> Brief: Please copy each line below that contains the string "chrono".

> Source data:

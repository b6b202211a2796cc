//! Declarative property descriptors
//!
//! A [`Property`] names one declared field of a model: its kind, whether
//! it may be null, its default, and whether it is indexed. Descriptors are
//! built once per schema and shared by every instance.
//!
//! Writes are strict: `convert_to_db` validates and fails on bad input.
//! Reads are best-effort: `convert_to_host` logs a failed conversion and
//! yields `Value::Null` for that field.

use serde_json::Value as JsonValue;
use std::fmt;
use std::sync::Arc;

use crate::error::{Result, TrellisError, ValidationError};
use crate::typesystem::{date_from_datetime, TypeSystem};
use crate::value::{PropertyMap, Value};

/// Declared type of a property
#[derive(Debug, Clone, Copy, PartialEq, Eq)]
pub enum PropertyKind {
    String,
    Integer,
    Long,
    Float,
    List,
    Dictionary,
    /// Dictionary stored as a JSON string on the wire
    Document,
    DateTime,
    Date,
    Null,
}

impl PropertyKind {
    pub fn as_str(&self) -> &'static str {
        match self {
            Self::String => "string",
            Self::Integer => "integer",
            Self::Long => "long",
            Self::Float => "float",
            Self::List => "list",
            Self::Dictionary => "dictionary",
            Self::Document => "document",
            Self::DateTime => "datetime",
            Self::Date => "date",
            Self::Null => "null",
        }
    }

    /// Whether a non-null host value is an instance of this kind
    pub fn accepts(&self, value: &Value) -> bool {
        matches!(
            (self, value),
            (Self::String, Value::String(_))
                | (Self::Integer, Value::Integer(_))
                | (Self::Long, Value::Long(_) | Value::Integer(_))
                | (Self::Float, Value::Float(_))
                | (Self::List, Value::List(_))
                | (Self::Dictionary | Self::Document, Value::Dictionary(_))
                | (Self::DateTime, Value::DateTime(_))
                | (Self::Date, Value::Date(_))
                | (Self::Null, Value::Null)
        )
    }

    /// Best-effort conversion of a host value into this kind
    ///
    /// Values that cannot be converted are returned unchanged so that
    /// validation reports the mismatch.
    pub fn coerce(&self, value: Value) -> Value {
        match (self, value) {
            (_, Value::Null) => Value::Null,
            (Self::String, Value::Integer(i)) => Value::String(i.to_string()),
            (Self::String, Value::Long(l)) => Value::String(l.to_string()),
            (Self::String, Value::Float(f)) => Value::String(f.to_string()),
            (Self::String, Value::Bool(b)) => Value::String(b.to_string()),
            (Self::Integer, Value::Long(l)) => {
                i32::try_from(l).map_or(Value::Long(l), Value::Integer)
            }
            (Self::Integer, Value::String(s)) => match s.trim().parse::<i32>() {
                Ok(i) => Value::Integer(i),
                Err(_) => Value::String(s),
            },
            (Self::Long, Value::Integer(i)) => Value::Long(i64::from(i)),
            (Self::Long, Value::String(s)) => match s.trim().parse::<i64>() {
                Ok(l) => Value::Long(l),
                Err(_) => Value::String(s),
            },
            (Self::Float, Value::Integer(i)) => Value::Float(f64::from(i)),
            (Self::Float, Value::Long(l)) => Value::Float(l as f64),
            (Self::Float, Value::String(s)) => match s.trim().parse::<f64>() {
                Ok(f) => Value::Float(f),
                Err(_) => Value::String(s),
            },
            (Self::DateTime, Value::Integer(i)) => epoch(i64::from(i)),
            (Self::DateTime, Value::Long(l)) => epoch(l),
            (Self::DateTime, Value::Date(d)) => {
                Value::DateTime(d.and_time(chrono::NaiveTime::MIN).and_utc())
            }
            (Self::Date, Value::DateTime(dt)) => Value::Date(dt.date_naive()),
            (_, other) => other,
        }
    }
}

impl fmt::Display for PropertyKind {
    fn fmt(&self, f: &mut fmt::Formatter<'_>) -> fmt::Result {
        f.write_str(self.as_str())
    }
}

fn epoch(secs: i64) -> Value {
    chrono::DateTime::from_timestamp(secs, 0).map_or(Value::Long(secs), Value::DateTime)
}

/// Accessor computing a calculated property from the declared data
pub type Accessor = Arc<dyn Fn(&PropertyMap) -> Value + Send + Sync>;

/// Default value for a property
#[derive(Clone)]
pub enum DefaultValue {
    Static(Value),
    /// Called once per instance when defaults are applied
    Computed(Arc<dyn Fn() -> Value + Send + Sync>),
}

impl DefaultValue {
    pub fn resolve(&self) -> Value {
        match self {
            Self::Static(value) => value.clone(),
            Self::Computed(f) => f(),
        }
    }
}

impl fmt::Debug for DefaultValue {
    fn fmt(&self, f: &mut fmt::Formatter<'_>) -> fmt::Result {
        match self {
            Self::Static(value) => f.debug_tuple("Static").field(value).finish(),
            Self::Computed(_) => f.write_str("Computed(..)"),
        }
    }
}

/// A named, typed, validated field descriptor
#[derive(Clone)]
pub struct Property {
    name: String,
    kind: PropertyKind,
    nullable: bool,
    indexed: bool,
    default: Option<DefaultValue>,
    accessor: Option<Accessor>,
}

impl fmt::Debug for Property {
    fn fmt(&self, f: &mut fmt::Formatter<'_>) -> fmt::Result {
        f.debug_struct("Property")
            .field("name", &self.name)
            .field("kind", &self.kind)
            .field("nullable", &self.nullable)
            .field("indexed", &self.indexed)
            .field("default", &self.default)
            .field("calculated", &self.accessor.is_some())
            .finish()
    }
}

impl Property {
    /// Create a nullable property of the given kind
    pub fn new(name: impl Into<String>, kind: PropertyKind) -> Self {
        Self {
            name: name.into(),
            kind,
            nullable: true,
            indexed: false,
            default: None,
            accessor: None,
        }
    }

    pub fn string(name: impl Into<String>) -> Self {
        Self::new(name, PropertyKind::String)
    }

    pub fn integer(name: impl Into<String>) -> Self {
        Self::new(name, PropertyKind::Integer)
    }

    pub fn long(name: impl Into<String>) -> Self {
        Self::new(name, PropertyKind::Long)
    }

    pub fn float(name: impl Into<String>) -> Self {
        Self::new(name, PropertyKind::Float)
    }

    pub fn list(name: impl Into<String>) -> Self {
        Self::new(name, PropertyKind::List)
    }

    pub fn dictionary(name: impl Into<String>) -> Self {
        Self::new(name, PropertyKind::Dictionary)
    }

    pub fn document(name: impl Into<String>) -> Self {
        Self::new(name, PropertyKind::Document)
    }

    pub fn datetime(name: impl Into<String>) -> Self {
        Self::new(name, PropertyKind::DateTime)
    }

    pub fn date(name: impl Into<String>) -> Self {
        Self::new(name, PropertyKind::Date)
    }

    /// A property whose value is produced by `accessor` instead of stored
    ///
    /// Calculated properties are never sent to the backend and never
    /// overwritten by data read back from it.
    pub fn calculated<F>(name: impl Into<String>, kind: PropertyKind, accessor: F) -> Self
    where
        F: Fn(&PropertyMap) -> Value + Send + Sync + 'static,
    {
        Self {
            accessor: Some(Arc::new(accessor)),
            ..Self::new(name, kind)
        }
    }

    /// Set nullability
    pub fn nullable(mut self, nullable: bool) -> Self {
        self.nullable = nullable;
        self
    }

    /// Shorthand for `nullable(false)`
    pub fn required(self) -> Self {
        self.nullable(false)
    }

    /// Include this property in the index keys
    pub fn indexed(mut self) -> Self {
        self.indexed = true;
        self
    }

    /// Static default value
    pub fn default_value(mut self, value: impl Into<Value>) -> Self {
        self.default = Some(DefaultValue::Static(value.into()));
        self
    }

    /// Default computed per instance, e.g. a creation timestamp
    pub fn default_with<F>(mut self, f: F) -> Self
    where
        F: Fn() -> Value + Send + Sync + 'static,
    {
        self.default = Some(DefaultValue::Computed(Arc::new(f)));
        self
    }

    pub fn name(&self) -> &str {
        &self.name
    }

    pub fn kind(&self) -> PropertyKind {
        self.kind
    }

    pub fn is_nullable(&self) -> bool {
        self.nullable
    }

    pub fn is_indexed(&self) -> bool {
        self.indexed
    }

    pub fn is_calculated(&self) -> bool {
        self.accessor.is_some()
    }

    /// Default value, if one was declared
    pub fn default(&self) -> Option<Value> {
        self.default.as_ref().map(DefaultValue::resolve)
    }

    /// Value of a calculated property for the given declared data
    pub fn calculate(&self, data: &PropertyMap) -> Option<Value> {
        self.accessor.as_ref().map(|f| f(data))
    }

    /// Check nullability and type
    pub fn validate(&self, key: &str, value: &Value) -> Result<()> {
        if value.is_null() {
            if self.nullable {
                return Ok(());
            }
            return Err(ValidationError::Null {
                key: key.to_string(),
            }
            .into());
        }
        if !self.kind.accepts(value) {
            return Err(TrellisError::type_mismatch(
                key,
                self.kind.as_str(),
                value.type_name(),
            ));
        }
        Ok(())
    }

    /// Coerce to this property's kind, then validate
    pub fn coerce(&self, key: &str, value: Value) -> Result<Value> {
        let value = self.kind.coerce(value);
        self.validate(key, &value)?;
        Ok(value)
    }

    /// Validate and convert a host value for the wire
    pub fn convert_to_db(
        &self,
        ts: &dyn TypeSystem,
        key: &str,
        value: &Value,
    ) -> Result<JsonValue> {
        self.validate(key, value)?;
        if value.is_null() {
            return ts.database().to_null(value);
        }
        let db = ts.database();
        let converted = match self.kind {
            PropertyKind::String => db.to_string(value),
            PropertyKind::Integer => db.to_integer(value),
            PropertyKind::Long => db.to_long(value),
            PropertyKind::Float => db.to_float(value),
            PropertyKind::List => db.to_list(value),
            PropertyKind::Dictionary => db.to_dictionary(value),
            PropertyKind::Document => {
                let encoded = serde_json::to_string(&db.to_dictionary(value)?)?;
                db.to_string(&Value::String(encoded))
            }
            PropertyKind::DateTime | PropertyKind::Date => db.to_datetime(value),
            PropertyKind::Null => db.to_null(value),
        };
        converted.map_err(|err| match err {
            TrellisError::Validation(ValidationError::TypeMismatch {
                expected, found, ..
            }) => TrellisError::type_mismatch(key, expected, found),
            other => other,
        })
    }

    /// Convert a wire value to the host kind; failures log and yield `Null`
    pub fn convert_to_host(&self, ts: &dyn TypeSystem, key: &str, value: &JsonValue) -> Value {
        match self.try_convert_to_host(ts, value) {
            Ok(converted) => converted,
            Err(err) => {
                tracing::warn!(
                    "Could not convert property '{}' ({}) from {}: {}",
                    key,
                    self.kind,
                    value,
                    err
                );
                Value::Null
            }
        }
    }

    fn try_convert_to_host(&self, ts: &dyn TypeSystem, value: &JsonValue) -> Result<Value> {
        if value.is_null() {
            return Ok(Value::Null);
        }
        let host = ts.host();
        match self.kind {
            PropertyKind::String => host.to_string(value),
            PropertyKind::Integer => host.to_integer(value),
            PropertyKind::Long => host.to_long(value),
            PropertyKind::Float => host.to_float(value),
            PropertyKind::List => host.to_list(value),
            PropertyKind::Dictionary => host.to_dictionary(value),
            PropertyKind::Document => match value {
                JsonValue::String(encoded) => {
                    let decoded: JsonValue = serde_json::from_str(encoded)?;
                    host.to_dictionary(&decoded)
                }
                other => host.to_dictionary(other),
            },
            PropertyKind::DateTime => host.to_datetime(value),
            PropertyKind::Date => {
                let dt = host.to_datetime(value)?;
                date_from_datetime(dt)
                    .map(Value::Date)
                    .ok_or_else(|| TrellisError::Decode(format!("invalid date {value}")))
            }
            PropertyKind::Null => host.to_null(value),
        }
    }
}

> Response:
                Value::DateTime(d.and_time(chrono::NaiveTime::MIN).and_utc())
    chrono::DateTime::from_timestamp(secs, 0).map_or(Value::Long(secs), Value::DateTime)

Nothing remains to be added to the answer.